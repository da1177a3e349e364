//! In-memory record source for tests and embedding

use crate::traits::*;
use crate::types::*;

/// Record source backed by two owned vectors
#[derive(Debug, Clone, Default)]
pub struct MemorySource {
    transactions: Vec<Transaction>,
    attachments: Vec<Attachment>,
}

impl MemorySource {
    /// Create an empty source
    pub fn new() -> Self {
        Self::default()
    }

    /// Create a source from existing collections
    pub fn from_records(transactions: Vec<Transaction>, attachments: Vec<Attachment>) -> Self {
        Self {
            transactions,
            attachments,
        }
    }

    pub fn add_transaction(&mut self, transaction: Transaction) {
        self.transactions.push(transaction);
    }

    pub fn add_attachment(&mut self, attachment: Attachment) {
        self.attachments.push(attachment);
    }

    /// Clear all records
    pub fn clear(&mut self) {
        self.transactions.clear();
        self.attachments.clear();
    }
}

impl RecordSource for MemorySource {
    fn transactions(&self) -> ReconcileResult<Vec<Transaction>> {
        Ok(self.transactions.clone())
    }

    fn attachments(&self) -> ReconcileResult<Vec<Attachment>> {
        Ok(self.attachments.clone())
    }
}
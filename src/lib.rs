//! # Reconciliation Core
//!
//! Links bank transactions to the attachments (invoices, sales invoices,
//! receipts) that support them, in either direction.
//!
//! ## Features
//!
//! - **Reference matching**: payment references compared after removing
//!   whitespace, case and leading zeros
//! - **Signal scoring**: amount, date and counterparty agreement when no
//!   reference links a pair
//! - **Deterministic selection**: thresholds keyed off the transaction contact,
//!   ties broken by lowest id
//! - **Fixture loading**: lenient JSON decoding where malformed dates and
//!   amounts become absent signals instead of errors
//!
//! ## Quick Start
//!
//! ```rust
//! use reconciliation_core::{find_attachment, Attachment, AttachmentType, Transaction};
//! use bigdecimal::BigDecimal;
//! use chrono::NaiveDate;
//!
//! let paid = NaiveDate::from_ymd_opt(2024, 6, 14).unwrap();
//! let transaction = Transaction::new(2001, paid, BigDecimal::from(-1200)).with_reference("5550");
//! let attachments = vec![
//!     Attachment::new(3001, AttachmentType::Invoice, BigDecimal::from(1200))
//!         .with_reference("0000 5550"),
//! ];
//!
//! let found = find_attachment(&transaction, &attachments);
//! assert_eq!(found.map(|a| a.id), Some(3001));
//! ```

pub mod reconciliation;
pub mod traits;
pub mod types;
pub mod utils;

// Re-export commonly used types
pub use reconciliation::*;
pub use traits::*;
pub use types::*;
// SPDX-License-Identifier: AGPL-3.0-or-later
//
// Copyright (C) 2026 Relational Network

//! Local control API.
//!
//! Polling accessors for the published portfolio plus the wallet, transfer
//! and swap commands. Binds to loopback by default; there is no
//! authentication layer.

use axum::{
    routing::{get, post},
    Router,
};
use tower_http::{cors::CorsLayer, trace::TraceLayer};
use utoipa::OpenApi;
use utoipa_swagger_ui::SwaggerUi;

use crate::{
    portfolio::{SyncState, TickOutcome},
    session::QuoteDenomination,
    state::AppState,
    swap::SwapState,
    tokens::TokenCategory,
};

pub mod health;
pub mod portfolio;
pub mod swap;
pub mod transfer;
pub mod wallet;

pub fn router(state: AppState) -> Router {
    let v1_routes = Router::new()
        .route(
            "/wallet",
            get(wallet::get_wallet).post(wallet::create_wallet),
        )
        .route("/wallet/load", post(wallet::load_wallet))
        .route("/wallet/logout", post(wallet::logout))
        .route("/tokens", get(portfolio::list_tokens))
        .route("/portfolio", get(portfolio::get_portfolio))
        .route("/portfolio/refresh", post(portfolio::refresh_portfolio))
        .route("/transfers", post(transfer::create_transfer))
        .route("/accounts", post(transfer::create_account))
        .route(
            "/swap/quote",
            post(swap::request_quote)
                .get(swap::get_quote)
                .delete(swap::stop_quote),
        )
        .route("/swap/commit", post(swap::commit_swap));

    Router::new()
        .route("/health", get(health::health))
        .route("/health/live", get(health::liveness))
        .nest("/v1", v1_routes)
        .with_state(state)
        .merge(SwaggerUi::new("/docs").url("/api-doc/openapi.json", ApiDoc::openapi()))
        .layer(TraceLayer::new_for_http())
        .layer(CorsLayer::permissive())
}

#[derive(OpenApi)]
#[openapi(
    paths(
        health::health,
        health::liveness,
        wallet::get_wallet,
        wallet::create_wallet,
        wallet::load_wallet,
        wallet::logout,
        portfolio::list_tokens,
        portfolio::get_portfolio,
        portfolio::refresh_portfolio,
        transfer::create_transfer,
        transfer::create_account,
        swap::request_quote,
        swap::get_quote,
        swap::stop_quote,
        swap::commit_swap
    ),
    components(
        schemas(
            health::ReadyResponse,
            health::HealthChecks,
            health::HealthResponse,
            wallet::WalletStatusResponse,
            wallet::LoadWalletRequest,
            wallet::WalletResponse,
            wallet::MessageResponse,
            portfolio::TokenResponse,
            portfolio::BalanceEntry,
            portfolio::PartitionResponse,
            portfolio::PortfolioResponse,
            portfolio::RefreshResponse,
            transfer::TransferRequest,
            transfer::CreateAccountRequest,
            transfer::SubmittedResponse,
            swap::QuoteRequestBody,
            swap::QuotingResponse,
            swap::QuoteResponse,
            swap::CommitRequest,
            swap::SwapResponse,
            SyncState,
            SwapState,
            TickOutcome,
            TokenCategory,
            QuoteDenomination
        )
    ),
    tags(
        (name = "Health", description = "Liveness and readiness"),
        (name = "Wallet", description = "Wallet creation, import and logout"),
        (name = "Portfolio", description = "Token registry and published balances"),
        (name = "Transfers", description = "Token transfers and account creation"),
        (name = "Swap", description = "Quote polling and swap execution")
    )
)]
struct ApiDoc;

--

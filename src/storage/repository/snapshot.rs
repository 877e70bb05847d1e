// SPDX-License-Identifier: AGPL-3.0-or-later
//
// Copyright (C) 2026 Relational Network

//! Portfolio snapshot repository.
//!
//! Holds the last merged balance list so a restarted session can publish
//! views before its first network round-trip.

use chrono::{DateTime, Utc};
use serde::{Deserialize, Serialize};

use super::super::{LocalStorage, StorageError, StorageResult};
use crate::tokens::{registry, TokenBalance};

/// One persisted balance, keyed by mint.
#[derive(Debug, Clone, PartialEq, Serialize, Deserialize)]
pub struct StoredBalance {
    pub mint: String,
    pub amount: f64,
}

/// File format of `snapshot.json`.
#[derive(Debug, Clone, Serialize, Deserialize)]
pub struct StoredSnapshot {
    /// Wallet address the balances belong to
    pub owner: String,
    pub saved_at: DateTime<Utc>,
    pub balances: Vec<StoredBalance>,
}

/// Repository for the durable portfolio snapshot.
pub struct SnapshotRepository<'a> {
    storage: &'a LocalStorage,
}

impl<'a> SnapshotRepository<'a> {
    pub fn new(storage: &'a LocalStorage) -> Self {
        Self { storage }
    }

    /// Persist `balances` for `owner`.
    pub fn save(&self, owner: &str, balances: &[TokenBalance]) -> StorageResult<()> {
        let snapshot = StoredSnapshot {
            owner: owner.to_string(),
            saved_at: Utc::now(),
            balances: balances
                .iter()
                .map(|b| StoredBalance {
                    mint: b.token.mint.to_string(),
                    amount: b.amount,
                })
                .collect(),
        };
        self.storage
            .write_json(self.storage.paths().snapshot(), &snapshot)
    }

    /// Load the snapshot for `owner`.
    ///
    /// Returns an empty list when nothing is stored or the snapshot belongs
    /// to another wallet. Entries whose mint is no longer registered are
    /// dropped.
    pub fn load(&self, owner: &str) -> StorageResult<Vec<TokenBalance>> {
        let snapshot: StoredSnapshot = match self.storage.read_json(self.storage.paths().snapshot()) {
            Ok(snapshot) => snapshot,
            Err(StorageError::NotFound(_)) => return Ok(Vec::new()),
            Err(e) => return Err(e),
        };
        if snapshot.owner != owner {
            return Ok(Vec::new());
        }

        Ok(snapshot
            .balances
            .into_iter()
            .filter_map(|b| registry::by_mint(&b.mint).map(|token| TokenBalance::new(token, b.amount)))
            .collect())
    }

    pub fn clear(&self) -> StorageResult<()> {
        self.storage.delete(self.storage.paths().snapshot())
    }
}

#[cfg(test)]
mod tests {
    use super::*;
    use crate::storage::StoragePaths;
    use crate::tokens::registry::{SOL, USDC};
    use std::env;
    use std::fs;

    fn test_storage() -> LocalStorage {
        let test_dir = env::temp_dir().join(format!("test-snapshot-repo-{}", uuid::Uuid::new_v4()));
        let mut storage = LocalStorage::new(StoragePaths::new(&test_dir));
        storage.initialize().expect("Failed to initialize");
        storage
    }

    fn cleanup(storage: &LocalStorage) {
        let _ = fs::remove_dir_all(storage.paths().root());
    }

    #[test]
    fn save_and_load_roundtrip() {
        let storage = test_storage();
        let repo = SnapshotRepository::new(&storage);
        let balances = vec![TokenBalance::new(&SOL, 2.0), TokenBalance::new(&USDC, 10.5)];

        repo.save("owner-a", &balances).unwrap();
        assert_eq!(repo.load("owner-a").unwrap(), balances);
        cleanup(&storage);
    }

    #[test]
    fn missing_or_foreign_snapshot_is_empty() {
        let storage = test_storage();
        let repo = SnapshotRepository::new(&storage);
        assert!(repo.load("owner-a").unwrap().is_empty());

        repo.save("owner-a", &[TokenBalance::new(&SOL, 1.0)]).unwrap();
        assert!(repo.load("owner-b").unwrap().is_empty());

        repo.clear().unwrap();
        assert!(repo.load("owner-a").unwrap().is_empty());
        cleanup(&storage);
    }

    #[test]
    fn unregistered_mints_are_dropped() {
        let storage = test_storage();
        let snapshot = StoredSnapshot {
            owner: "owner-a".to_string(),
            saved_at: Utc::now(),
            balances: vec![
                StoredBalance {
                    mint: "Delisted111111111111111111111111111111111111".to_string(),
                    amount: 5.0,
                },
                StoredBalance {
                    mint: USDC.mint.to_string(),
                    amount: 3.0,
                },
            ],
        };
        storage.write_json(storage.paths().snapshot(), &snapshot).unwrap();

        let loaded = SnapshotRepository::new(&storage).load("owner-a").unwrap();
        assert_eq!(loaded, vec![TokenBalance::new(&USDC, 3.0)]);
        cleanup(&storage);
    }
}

* * *

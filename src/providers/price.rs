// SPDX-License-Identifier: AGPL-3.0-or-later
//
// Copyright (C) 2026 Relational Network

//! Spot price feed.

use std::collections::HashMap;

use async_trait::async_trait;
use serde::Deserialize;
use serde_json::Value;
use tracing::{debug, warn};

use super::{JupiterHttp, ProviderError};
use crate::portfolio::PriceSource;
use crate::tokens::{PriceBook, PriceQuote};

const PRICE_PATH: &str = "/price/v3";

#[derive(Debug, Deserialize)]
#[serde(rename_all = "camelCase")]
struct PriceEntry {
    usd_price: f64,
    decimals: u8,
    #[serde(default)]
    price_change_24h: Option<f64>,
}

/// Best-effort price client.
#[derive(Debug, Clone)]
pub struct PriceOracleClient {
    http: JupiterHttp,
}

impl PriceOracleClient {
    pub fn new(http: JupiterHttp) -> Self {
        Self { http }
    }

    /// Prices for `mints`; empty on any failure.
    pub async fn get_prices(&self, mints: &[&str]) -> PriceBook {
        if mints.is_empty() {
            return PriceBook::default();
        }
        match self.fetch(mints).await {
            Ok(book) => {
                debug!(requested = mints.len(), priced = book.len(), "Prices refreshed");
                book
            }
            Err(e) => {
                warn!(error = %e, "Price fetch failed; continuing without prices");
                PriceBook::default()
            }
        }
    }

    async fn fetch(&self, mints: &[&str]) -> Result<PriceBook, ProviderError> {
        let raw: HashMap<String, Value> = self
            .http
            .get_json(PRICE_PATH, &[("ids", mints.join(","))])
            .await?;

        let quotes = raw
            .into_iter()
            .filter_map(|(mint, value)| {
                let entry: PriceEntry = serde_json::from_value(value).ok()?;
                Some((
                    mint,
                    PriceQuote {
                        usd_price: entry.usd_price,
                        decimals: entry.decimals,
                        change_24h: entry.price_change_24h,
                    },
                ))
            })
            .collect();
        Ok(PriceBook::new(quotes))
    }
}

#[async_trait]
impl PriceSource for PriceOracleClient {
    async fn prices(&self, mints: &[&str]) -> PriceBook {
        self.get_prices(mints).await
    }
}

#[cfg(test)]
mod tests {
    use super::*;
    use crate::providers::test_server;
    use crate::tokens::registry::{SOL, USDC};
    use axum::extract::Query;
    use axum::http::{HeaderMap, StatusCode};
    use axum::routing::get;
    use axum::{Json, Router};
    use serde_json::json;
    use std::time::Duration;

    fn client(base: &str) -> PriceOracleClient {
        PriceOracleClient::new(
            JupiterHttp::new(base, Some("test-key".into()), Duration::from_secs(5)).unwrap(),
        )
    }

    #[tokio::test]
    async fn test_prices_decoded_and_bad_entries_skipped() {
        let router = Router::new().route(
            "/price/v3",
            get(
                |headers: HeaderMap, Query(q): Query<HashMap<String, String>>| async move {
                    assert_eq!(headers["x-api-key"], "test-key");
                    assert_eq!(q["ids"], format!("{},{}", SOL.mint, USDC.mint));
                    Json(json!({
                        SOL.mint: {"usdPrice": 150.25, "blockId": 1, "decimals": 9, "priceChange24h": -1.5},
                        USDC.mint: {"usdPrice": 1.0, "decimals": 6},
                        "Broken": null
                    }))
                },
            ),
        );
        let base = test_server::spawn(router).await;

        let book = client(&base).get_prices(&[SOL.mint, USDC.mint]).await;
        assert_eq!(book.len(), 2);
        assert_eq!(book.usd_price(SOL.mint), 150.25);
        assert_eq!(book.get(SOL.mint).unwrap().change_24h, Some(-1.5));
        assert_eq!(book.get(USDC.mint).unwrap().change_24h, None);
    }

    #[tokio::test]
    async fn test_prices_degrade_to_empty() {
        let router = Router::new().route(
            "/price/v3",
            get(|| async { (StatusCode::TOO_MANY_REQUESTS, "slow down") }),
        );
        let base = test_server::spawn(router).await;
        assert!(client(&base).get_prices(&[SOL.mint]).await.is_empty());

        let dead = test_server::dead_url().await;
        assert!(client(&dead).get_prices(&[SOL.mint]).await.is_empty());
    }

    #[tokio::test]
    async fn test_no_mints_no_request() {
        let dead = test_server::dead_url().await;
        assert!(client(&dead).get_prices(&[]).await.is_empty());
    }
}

• _WHAT NEEDS TO BE DONE_
From the material above, copy exactly the lines between the line holding "creation, import and" and the line holding "struct ApiDoc;", inclusive, and only those.

• _OUTPUT BELOW_
        (name = "Wallet", description = "Wallet creation, import and logout"),
        (name = "Portfolio", description = "Token registry and published balances"),
        (name = "Transfers", description = "Token transfers and account creation"),
        (name = "Swap", description = "Quote polling and swap execution")
    )
)]
struct ApiDoc;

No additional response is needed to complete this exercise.